Aachen : Märchenhafte Bilder: Traum-Labyrinth zwischen Liebe und Tod

Eine nächtliche Elfen-Szenerie mit Grillenzirpen, Käuzchenrufen und dem Rauschen des Windes überrascht die Zuschauer im Theater K. Was fast wie Shakespeares „Sommernachtstraum” anmutet, entpuppt sich als ein „Erotisches Halleluja in vier Bildern”, so der Untertitel von Lorcas poetischem Kammerspiel „In seinem Garten liebt Don Perlimplin Belisa”, das 1933 in Madrid uraufgeführt wurde.

1936 wurde der Dichter von Francos Falangisten im Alter von nur 38 Jahren ermordet. Die schwebende, fast surreale Leichtigkeit des Stücks hat Annette Schmidt in betörend schöne Bilder umgesetzt.

Flirrend zwischen Tag und Traum vollziehen sich unglaubliche Geschehnisse, die den alternden Don Perlimplin und seine schöne Belisa in Verwirrung stürzen. Nicht nur sie - auch das Publikum schwankt zwischen Faszination und Staunen. Das liegt weniger an Schmidts einfühlsamer Regie als an dem Stück selbst.

Denn anders als in der leidenschaftlichen „Bluthochzeit” oder der Todesstarre von „Bernarda Albas Haus”, die Federico Garcia Lorca berühmt machten, geht es hier um ein fantastisches Märchen, das den gehörnten Ehemann und seine Nebenbuhler zu einem einzigen, mythisch überhöhten Liebenden werden lässt.

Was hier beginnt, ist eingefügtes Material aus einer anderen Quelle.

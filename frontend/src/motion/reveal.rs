//! One-shot reveal triggers for the scroll-in sections.

/// Spacing of the ratios at which the observer reports.
pub const THRESHOLD_STEP: f64 = 0.05;

/// Sections of the page that animate in once they scroll into view.
#[derive(Debug, Clone, Copy, PartialEq, Eq, Hash)]
pub enum Region {
    /// Headline statistics; also starts the counter.
    ProblemStats,
    ProblemBoxes,
    Features,
    Team,
}

impl Region {
    /// Fraction of the region that has to be visible before it fires.
    pub fn threshold(self) -> f64 {
        match self {
            Region::ProblemStats => 0.5,
            Region::ProblemBoxes | Region::Features | Region::Team => 0.2,
        }
    }

    /// Visibility ratios the observer should report at: every
    /// [`THRESHOLD_STEP`] up to and including the region's threshold. A region
    /// taller than its viewport never reaches a high ratio, so the lower
    /// steps are what let [`VisibilityEntry::root_coverage`] be checked as it
    /// scrolls in.
    pub fn observer_thresholds(self) -> Vec<f64> {
        let threshold = self.threshold();
        let steps = (threshold / THRESHOLD_STEP).round() as usize;
        let mut out: Vec<f64> = (0..steps).map(|i| i as f64 * THRESHOLD_STEP).collect();
        out.push(threshold);
        out
    }

    pub fn name(self) -> &'static str {
        match self {
            Region::ProblemStats => "problem-stats",
            Region::ProblemBoxes => "problem-boxes",
            Region::Features => "features",
            Region::Team => "team",
        }
    }
}

/// One visibility notification for an observed region.
#[derive(Debug, Clone, Copy, PartialEq)]
pub struct VisibilityEntry {
    pub is_intersecting: bool,
    /// Visible share of the region.
    pub ratio: f64,
    /// Share of the viewport height the visible part covers.
    pub root_coverage: f64,
}

impl VisibilityEntry {
    /// Enough of the region is visible, or it already fills that much of
    /// the viewport.
    pub fn qualifies(&self, threshold: f64) -> bool {
        self.is_intersecting && (self.ratio >= threshold || self.root_coverage >= threshold)
    }
}

#[derive(Debug, Clone, Copy, PartialEq, Eq, Default)]
pub enum RevealTrigger {
    #[default]
    Armed,
    Fired,
}

impl RevealTrigger {
    /// Returns `true` only on the transition from `Armed` to `Fired`.
    pub fn observe(&mut self, entry: VisibilityEntry, threshold: f64) -> bool {
        match self {
            RevealTrigger::Armed if entry.qualifies(threshold) => {
                *self = RevealTrigger::Fired;
                true
            }
            _ => false,
        }
    }

    pub fn is_fired(self) -> bool {
        self == RevealTrigger::Fired
    }
}

/// A subscription that can be released.
pub trait ObservationHandle {
    fn disconnect(&mut self);
}

/// A trigger bound to its live observation.
///
/// The handle is held while armed and released on the first qualifying
/// entry or on [`RevealWatch::dispose`], whichever comes first. Entries
/// delivered after that are ignored.
#[derive(Debug)]
pub struct RevealWatch<H: ObservationHandle> {
    region: Region,
    trigger: RevealTrigger,
    handle: Option<H>,
}

impl<H: ObservationHandle> RevealWatch<H> {
    pub fn new(region: Region, handle: H) -> Self {
        Self {
            region,
            trigger: RevealTrigger::Armed,
            handle: Some(handle),
        }
    }

    pub fn region(&self) -> Region {
        self.region
    }

    pub fn is_fired(&self) -> bool {
        self.trigger.is_fired()
    }

    pub fn is_subscribed(&self) -> bool {
        self.handle.is_some()
    }

    /// Feeds a batch of entries. Returns `true` if this batch fired the trigger.
    pub fn on_entries<I>(&mut self, entries: I) -> bool
    where
        I: IntoIterator<Item = VisibilityEntry>,
    {
        if self.handle.is_none() {
            return false;
        }
        let threshold = self.region.threshold();
        for entry in entries {
            if self.trigger.observe(entry, threshold) {
                self.release();
                return true;
            }
        }
        false
    }

    pub fn dispose(&mut self) {
        self.release();
    }

    fn release(&mut self) {
        if let Some(mut handle) = self.handle.take() {
            handle.disconnect();
        }
    }
}

impl<H: ObservationHandle> Drop for RevealWatch<H> {
    fn drop(&mut self) {
        self.release();
    }
}

#[cfg(test)]
mod tests {
    use super::*;
    use std::cell::Cell;
    use std::rc::Rc;

    #[derive(Debug, Default, Clone)]
    struct CountingHandle {
        disconnects: Rc<Cell<u32>>,
    }

    impl ObservationHandle for CountingHandle {
        fn disconnect(&mut self) {
            self.disconnects.set(self.disconnects.get() + 1);
        }
    }

    fn seen(ratio: f64) -> VisibilityEntry {
        VisibilityEntry {
            is_intersecting: ratio > 0.0,
            ratio,
            root_coverage: 0.0,
        }
    }

    /// A region `height` px tall with `visible` px inside a `viewport` px root.
    fn scrolled(height: f64, visible: f64, viewport: f64) -> VisibilityEntry {
        VisibilityEntry {
            is_intersecting: visible > 0.0,
            ratio: visible / height,
            root_coverage: visible / viewport,
        }
    }

    #[test]
    fn thresholds_per_region() {
        assert_eq!(Region::ProblemStats.threshold(), 0.5);
        assert_eq!(Region::ProblemBoxes.threshold(), 0.2);
        assert_eq!(Region::Features.threshold(), 0.2);
        assert_eq!(Region::Team.threshold(), 0.2);
    }

    #[test]
    fn threshold_is_inclusive() {
        let mut trigger = RevealTrigger::default();
        assert!(!trigger.observe(seen(0.49), 0.5));
        assert!(trigger.observe(seen(0.5), 0.5));
    }

    #[test]
    fn non_intersecting_entry_never_qualifies() {
        let entry = VisibilityEntry {
            is_intersecting: false,
            ratio: 1.0,
            root_coverage: 1.0,
        };
        assert!(!entry.qualifies(0.2));
    }

    #[test]
    fn region_taller_than_two_viewports_still_fires() {
        let (height, viewport) = (1650.0, 700.0);
        let mut watch = RevealWatch::new(Region::ProblemStats, CountingHandle::default());

        // Report only at the observer's ratio steps, as the browser would.
        let mut fired_at = None;
        let mut previous = 0.0;
        for visible in (0..=700).step_by(10).map(f64::from) {
            let entry = scrolled(height, visible, viewport);
            let crossed = Region::ProblemStats
                .observer_thresholds()
                .into_iter()
                .any(|t| previous < t && entry.ratio >= t);
            previous = entry.ratio;
            if crossed && watch.on_entries([entry]) {
                fired_at = Some(visible);
                break;
            }
        }

        let visible = fired_at.expect("tall region fires");
        assert!(visible / height < 0.5);
        assert!(visible >= 0.5 * viewport);
        assert!(watch.is_fired());
    }

    #[test]
    fn root_coverage_alone_does_not_fire_off_screen() {
        let entry = VisibilityEntry {
            is_intersecting: false,
            ratio: 0.0,
            root_coverage: 0.9,
        };
        assert!(!entry.qualifies(0.2));
    }

    #[test]
    fn observer_thresholds_climb_to_the_region_threshold() {
        let stats = Region::ProblemStats.observer_thresholds();
        assert_eq!(stats.len(), 11);
        assert_eq!(stats.first(), Some(&0.0));
        assert_eq!(stats.last(), Some(&0.5));
        assert!(stats.windows(2).all(|w| w[0] < w[1]));

        let team = Region::Team.observer_thresholds();
        assert_eq!(team.len(), 5);
        assert_eq!(team.last(), Some(&0.2));
    }

    #[test]
    fn fires_once_and_stays_fired() {
        let handle = CountingHandle::default();
        let disconnects = handle.disconnects.clone();
        let mut watch = RevealWatch::new(Region::Features, handle);

        assert!(!watch.on_entries([seen(0.0), seen(0.1)]));
        assert!(!watch.is_fired());

        assert!(watch.on_entries([seen(0.25)]));
        assert!(watch.is_fired());
        assert!(!watch.is_subscribed());
        assert_eq!(disconnects.get(), 1);

        for ratio in [0.0, 0.9, 0.0, 0.3, 1.0] {
            assert!(!watch.on_entries([seen(ratio)]));
            assert!(watch.is_fired());
        }
        assert_eq!(disconnects.get(), 1);
    }

    #[test]
    fn first_qualifying_entry_in_a_batch_wins() {
        let mut watch = RevealWatch::new(Region::ProblemStats, CountingHandle::default());
        assert!(watch.on_entries([seen(0.3), seen(0.6), seen(0.0)]));
        assert!(watch.is_fired());
    }

    #[test]
    fn disposed_watch_ignores_entries() {
        let handle = CountingHandle::default();
        let disconnects = handle.disconnects.clone();
        let mut watch = RevealWatch::new(Region::Team, handle);

        watch.dispose();
        assert_eq!(disconnects.get(), 1);
        assert!(!watch.on_entries([seen(1.0)]));
        assert!(!watch.is_fired());

        watch.dispose();
        drop(watch);
        assert_eq!(disconnects.get(), 1);
    }

    #[test]
    fn dropping_an_armed_watch_disconnects() {
        let handle = CountingHandle::default();
        let disconnects = handle.disconnects.clone();
        drop(RevealWatch::new(Region::ProblemBoxes, handle));
        assert_eq!(disconnects.get(), 1);
    }
}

Ausgezeichnet die Besetzung des ungleichen Paares: Der großartige Martin Päthel überzeugt als älterer wohlhabender Don und Janine Balduin bezaubert als Belisa mit Talent und Ausstrahlung. Mitreißend feurig Anush Manukian als Dons Haushälterin Marcolfa, die ihren Herrn mit der blutjungen Belisa verkuppelt. Zwischen Elfentrio und Nornen-Bosheit legen Lucille Lehr, Katja Meiners und Elke Müller ihr unbefangenes Spiel an (Gelungene Kostüme: Ana Balzer und Anush Manukian).

Schön verquer Jochen Deuticke als zickige Mutter Belisas, die der Tochter zur „reichen Heirat” auf diese Weise rät: „Geld macht schön.” Das schräg stehende Hochzeitsbett, fünf fremde Hüte, eine Schale mit Früchten, von denen Marcolfa nascht, das von ihrem wundervollen Haar verhüllte Gesicht der Braut - alles wird zu Zeichen, Symbolen und Hinweisen in diesem Traum-Labyrinth, das nur einen Ausweg kennt: Liebeserfüllung im Tode.

Da Don Perlimplin die junge Belisa nicht wirklich glücklich machen kann, taucht wie durch Zauberhand der Rivale auf.

Sprachlich von großer Schönheit und wirklich kongenial untermalt von Uwe Böttchers Geigenspiel, erschließt sich das bildersatte Stück, dem Publikum nicht gänzlich.